- Task requirements -
Copy out all the lines in the records that include the word "FileLogging".

Start of Block

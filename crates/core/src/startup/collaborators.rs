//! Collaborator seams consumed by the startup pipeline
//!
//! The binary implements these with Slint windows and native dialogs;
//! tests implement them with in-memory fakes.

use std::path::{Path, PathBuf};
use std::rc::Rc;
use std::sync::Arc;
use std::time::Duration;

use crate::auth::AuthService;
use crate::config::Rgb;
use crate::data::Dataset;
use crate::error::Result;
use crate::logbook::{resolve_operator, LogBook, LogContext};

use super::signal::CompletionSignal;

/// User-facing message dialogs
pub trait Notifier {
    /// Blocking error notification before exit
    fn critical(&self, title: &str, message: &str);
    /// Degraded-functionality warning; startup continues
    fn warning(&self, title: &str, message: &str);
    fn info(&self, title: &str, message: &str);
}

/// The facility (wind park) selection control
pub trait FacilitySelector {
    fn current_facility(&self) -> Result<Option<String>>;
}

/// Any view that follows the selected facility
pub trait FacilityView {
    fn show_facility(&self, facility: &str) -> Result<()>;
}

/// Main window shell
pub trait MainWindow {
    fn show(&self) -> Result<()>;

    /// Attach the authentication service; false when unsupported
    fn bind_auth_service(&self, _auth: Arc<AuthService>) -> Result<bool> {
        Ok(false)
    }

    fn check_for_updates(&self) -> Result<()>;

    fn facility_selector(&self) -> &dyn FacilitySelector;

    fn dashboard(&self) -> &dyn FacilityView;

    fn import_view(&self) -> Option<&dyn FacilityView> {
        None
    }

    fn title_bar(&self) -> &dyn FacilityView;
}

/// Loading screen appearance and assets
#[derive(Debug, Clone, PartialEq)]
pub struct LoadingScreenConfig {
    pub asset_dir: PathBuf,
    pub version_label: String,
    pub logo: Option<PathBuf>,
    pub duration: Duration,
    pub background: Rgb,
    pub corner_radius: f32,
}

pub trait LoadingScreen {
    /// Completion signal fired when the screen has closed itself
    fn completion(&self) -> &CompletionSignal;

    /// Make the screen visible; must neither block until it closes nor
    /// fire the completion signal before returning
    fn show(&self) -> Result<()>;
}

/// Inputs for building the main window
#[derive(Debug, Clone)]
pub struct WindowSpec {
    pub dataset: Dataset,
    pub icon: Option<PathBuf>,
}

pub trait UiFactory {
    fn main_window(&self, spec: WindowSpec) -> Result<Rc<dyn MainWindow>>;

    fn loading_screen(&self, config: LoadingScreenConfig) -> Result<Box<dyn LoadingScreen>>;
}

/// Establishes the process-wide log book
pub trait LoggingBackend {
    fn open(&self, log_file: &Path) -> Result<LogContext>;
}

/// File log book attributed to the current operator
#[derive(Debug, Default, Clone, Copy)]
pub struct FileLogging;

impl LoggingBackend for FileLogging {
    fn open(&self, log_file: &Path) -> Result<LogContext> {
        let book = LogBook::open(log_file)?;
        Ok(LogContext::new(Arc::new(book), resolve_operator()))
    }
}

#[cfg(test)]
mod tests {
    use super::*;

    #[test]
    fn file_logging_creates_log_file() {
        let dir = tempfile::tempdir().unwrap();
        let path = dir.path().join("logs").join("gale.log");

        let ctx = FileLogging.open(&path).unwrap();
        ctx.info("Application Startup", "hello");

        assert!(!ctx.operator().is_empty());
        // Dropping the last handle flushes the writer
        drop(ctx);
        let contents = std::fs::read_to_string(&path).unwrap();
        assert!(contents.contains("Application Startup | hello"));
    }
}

End of Block
Start of Block

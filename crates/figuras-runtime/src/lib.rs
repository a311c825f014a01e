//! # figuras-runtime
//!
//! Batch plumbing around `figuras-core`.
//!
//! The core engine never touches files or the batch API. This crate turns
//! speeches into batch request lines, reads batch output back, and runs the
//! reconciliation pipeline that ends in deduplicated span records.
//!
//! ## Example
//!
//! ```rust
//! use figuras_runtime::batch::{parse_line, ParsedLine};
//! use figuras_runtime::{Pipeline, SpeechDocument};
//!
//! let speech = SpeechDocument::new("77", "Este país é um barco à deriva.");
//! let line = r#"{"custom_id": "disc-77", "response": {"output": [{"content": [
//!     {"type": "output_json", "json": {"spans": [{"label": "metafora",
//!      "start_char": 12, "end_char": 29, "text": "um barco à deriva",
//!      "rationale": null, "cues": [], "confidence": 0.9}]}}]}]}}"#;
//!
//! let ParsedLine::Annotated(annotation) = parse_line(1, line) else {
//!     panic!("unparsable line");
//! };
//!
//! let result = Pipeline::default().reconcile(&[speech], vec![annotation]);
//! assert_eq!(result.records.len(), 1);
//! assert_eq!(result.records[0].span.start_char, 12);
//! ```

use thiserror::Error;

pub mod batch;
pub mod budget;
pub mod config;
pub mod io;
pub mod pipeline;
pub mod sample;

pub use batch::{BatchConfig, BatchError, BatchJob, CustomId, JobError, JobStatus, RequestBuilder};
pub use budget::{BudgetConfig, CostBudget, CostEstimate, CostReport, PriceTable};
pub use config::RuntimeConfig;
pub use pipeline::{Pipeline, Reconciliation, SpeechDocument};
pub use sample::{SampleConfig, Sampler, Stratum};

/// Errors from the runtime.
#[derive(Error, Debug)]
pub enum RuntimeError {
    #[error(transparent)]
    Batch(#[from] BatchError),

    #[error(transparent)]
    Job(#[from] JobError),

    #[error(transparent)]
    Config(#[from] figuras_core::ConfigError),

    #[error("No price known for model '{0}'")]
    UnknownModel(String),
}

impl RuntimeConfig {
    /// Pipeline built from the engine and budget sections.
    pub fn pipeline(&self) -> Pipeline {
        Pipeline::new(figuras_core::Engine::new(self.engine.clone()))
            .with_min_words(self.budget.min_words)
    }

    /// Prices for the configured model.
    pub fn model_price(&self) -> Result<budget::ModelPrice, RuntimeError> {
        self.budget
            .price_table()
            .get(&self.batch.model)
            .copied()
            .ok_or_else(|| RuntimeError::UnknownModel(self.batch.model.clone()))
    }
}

End of Block
Start of Block

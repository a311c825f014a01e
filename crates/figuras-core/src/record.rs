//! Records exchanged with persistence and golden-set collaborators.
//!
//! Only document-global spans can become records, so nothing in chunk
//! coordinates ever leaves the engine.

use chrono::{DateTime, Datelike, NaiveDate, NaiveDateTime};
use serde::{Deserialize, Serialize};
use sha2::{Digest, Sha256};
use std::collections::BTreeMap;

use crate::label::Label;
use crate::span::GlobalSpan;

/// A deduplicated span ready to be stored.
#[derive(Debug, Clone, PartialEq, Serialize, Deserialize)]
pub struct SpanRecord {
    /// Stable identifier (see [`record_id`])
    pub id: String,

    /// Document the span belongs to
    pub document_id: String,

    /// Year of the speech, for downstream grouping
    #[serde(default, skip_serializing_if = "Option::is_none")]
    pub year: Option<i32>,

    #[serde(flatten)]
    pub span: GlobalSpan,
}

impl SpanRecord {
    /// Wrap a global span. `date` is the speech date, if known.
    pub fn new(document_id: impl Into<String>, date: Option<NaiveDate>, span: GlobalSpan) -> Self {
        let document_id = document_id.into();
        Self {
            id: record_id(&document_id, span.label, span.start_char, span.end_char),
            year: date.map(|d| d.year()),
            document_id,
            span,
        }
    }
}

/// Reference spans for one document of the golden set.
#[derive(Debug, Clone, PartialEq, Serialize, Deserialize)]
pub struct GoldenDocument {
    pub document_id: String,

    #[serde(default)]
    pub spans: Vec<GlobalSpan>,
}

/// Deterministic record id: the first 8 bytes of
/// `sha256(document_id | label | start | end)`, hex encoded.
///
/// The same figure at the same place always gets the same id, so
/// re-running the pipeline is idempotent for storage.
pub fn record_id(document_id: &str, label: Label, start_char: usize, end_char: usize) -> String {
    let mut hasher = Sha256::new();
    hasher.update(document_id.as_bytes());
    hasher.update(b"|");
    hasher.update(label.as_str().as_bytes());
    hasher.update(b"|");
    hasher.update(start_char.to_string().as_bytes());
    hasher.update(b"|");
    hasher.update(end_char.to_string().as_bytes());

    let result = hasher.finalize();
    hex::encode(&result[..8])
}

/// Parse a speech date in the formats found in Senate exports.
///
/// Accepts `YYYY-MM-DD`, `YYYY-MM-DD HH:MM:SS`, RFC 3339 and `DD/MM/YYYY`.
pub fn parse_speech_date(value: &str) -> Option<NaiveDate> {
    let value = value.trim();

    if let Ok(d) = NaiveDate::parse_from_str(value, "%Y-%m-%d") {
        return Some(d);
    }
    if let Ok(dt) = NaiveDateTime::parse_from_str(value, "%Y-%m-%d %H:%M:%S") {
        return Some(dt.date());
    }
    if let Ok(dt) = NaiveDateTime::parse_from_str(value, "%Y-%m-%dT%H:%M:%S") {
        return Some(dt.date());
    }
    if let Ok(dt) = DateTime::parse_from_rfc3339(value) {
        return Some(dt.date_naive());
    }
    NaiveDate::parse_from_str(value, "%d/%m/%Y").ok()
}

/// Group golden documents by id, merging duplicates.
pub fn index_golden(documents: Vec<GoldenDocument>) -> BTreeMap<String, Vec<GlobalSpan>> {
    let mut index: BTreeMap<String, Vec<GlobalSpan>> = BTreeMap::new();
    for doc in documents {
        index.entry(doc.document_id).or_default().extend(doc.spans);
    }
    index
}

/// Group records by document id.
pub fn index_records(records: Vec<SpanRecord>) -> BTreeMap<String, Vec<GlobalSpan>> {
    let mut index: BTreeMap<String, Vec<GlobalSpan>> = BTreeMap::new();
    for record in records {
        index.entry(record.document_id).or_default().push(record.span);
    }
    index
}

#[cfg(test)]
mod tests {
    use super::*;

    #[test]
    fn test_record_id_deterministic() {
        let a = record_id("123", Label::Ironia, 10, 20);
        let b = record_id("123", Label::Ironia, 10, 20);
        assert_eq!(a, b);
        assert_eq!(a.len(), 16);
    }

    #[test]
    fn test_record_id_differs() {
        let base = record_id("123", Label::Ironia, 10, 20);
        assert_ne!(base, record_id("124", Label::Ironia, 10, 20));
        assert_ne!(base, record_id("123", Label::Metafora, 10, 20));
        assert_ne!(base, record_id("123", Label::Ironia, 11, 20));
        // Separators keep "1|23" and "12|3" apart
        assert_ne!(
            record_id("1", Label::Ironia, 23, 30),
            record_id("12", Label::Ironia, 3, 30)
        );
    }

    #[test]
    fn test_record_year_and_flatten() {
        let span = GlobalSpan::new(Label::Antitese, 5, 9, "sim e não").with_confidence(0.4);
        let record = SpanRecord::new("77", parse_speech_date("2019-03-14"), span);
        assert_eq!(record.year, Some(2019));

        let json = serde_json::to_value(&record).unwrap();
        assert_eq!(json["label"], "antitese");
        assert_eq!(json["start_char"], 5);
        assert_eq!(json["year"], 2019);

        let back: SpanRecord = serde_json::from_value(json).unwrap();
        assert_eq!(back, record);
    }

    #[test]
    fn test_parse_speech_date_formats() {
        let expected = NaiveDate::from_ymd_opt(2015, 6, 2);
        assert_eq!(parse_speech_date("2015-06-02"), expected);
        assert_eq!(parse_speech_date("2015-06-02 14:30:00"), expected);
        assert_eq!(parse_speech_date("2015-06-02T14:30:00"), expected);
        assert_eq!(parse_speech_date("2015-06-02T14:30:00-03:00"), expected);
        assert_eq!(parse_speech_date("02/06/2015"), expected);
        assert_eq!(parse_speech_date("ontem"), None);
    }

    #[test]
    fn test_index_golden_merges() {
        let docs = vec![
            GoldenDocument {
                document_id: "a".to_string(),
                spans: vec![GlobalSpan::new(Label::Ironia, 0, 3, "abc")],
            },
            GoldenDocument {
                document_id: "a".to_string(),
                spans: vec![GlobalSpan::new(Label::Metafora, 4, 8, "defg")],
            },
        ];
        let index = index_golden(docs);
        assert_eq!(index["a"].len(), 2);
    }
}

End of Block

- Task response -
pub struct FileLogging;
impl LoggingBackend for FileLogging {
        let ctx = FileLogging.open(&path).unwrap();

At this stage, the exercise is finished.